Activity - Your output should be the entries below, from the first line up to and including the line with "a wire change.", reproduced exactly and with no other lines.

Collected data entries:
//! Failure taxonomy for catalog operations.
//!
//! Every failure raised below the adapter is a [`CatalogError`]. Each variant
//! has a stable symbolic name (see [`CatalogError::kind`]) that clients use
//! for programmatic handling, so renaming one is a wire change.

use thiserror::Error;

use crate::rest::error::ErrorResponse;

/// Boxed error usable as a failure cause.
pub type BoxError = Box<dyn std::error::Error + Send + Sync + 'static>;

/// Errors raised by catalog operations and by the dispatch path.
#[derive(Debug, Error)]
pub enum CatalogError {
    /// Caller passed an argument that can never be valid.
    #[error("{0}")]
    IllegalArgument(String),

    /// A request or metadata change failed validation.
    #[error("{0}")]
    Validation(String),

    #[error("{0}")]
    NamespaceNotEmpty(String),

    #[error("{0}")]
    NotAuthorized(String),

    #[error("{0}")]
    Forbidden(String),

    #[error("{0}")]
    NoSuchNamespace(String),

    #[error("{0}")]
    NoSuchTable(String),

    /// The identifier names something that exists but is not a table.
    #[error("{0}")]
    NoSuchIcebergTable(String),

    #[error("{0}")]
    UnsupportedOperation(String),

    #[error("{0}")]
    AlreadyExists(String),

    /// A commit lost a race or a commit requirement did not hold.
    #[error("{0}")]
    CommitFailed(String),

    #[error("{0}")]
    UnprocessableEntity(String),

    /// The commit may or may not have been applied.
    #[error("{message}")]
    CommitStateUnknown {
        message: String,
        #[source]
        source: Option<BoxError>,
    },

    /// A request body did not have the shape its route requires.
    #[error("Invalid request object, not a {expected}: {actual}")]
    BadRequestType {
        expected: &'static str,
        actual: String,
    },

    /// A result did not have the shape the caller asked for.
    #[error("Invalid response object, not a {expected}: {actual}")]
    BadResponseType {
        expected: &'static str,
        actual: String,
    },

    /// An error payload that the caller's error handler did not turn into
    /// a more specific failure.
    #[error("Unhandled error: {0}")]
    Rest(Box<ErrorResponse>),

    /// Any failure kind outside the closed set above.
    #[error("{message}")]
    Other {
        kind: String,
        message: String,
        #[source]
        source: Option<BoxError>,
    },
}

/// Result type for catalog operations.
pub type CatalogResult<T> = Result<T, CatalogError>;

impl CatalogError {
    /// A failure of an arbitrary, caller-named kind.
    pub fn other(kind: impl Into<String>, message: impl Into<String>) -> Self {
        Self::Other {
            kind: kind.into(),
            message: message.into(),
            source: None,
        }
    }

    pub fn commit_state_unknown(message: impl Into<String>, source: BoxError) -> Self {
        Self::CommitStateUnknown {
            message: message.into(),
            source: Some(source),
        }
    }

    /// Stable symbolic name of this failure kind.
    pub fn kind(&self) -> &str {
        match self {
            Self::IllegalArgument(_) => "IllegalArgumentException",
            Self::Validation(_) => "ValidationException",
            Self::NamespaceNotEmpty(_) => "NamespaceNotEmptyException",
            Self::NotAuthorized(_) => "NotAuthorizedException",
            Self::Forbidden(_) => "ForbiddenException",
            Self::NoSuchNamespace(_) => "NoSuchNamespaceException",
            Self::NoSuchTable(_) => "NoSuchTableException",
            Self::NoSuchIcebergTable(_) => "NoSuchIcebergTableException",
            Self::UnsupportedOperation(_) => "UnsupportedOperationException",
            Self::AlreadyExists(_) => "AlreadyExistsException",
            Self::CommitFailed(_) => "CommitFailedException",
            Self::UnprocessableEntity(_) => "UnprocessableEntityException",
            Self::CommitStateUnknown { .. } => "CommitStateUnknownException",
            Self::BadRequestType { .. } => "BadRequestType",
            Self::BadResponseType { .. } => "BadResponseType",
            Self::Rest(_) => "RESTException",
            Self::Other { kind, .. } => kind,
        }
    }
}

Solution -
//! Failure taxonomy for catalog operations.
//!
//! Every failure raised below the adapter is a [`CatalogError`]. Each variant
//! has a stable symbolic name (see [`CatalogError::kind`]) that clients use
//! for programmatic handling, so renaming one is a wire change.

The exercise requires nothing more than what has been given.